Get started on your Homeland Security degree at American Military University.
By Dr. Brian Blodgett
Faculty Member, Homeland Security, American Military University
“Rare-earth minerals are essential to everything from cellphones to hybrid cars. China’s got them and could use them as leverage in the trade war with the U.S.,” NPR’s Meghna Chakrabarti succinctly explained.
Despite their name, rare-earth elements are not very rare. In fact, the 17 known rare-earth elements, all metals, are more common than precious metals. The two rarest, thulium and lutetium, are 200 times more common than gold.
So why are they called rare?

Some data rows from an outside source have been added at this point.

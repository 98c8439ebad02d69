//! # Gatehouse
//!
//! `gatehouse` is the server side of an invite-gated web application. Visitors
//! cannot sign up on their own; they submit an access request with a short
//! justification, and an administrator approves or rejects it.
//!
//! ## Access requests
//!
//! - **Uniqueness:** usernames and emails are lowercased and unique across
//!   all requests, whatever their status.
//! - **Single review:** a request leaves `pending` exactly once. A second
//!   review gets `400 This request has already been reviewed`.
//! - **Approval:** creates the user, a credential account without a password
//!   and the status change in one transaction, then emails a set-password
//!   link.
//!
//! ## Accounts
//!
//! Sessions are opaque tokens in the `gatehouse_session` cookie (or a bearer
//! header); only their SHA-256 hash is stored. Passwords are Argon2id. The
//! admin role is read from the user row on every admin request.
//!
//! ## Email
//!
//! Outbound email goes through a bounded in-process queue. Handlers never wait
//! for delivery and never fail because of it.

pub mod api;
pub mod cli;
pub mod store;

#[allow(clippy::doc_markdown, clippy::needless_raw_string_hashes)]
pub mod built_info {
    include!(concat!(env!("OUT_DIR"), "/built.rs"));
}

pub const GIT_COMMIT_HASH: &str = match built_info::GIT_COMMIT_HASH {
    Some(hash) => hash,
    None => "unknown",
};

pub const APP_USER_AGENT: &str = concat!(env!("CARGO_PKG_NAME"), "/", env!("CARGO_PKG_VERSION"),);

They got that designation because of the difficulty of finding them in concentrations large enough to make them worth exploiting. Also, they require a lot of energy to extract from the other minerals they are found with and to process them.
Each month, the United States mines between 3,300 and 4,400 tons of lanthanum, cerium, praseodymium, neodymium, promethium, samarium, europium, gadolinium, terbium, dysprosium, holmium, erbium, thulium, ytterbium, lutetium, scandium, and yttrium.
But, as Stephen Bryen wrote in the Asia Times, China produces about 97 percent of rare-earth ore.
Why Does the US Need Rare-Earth Elements for Homeland Security?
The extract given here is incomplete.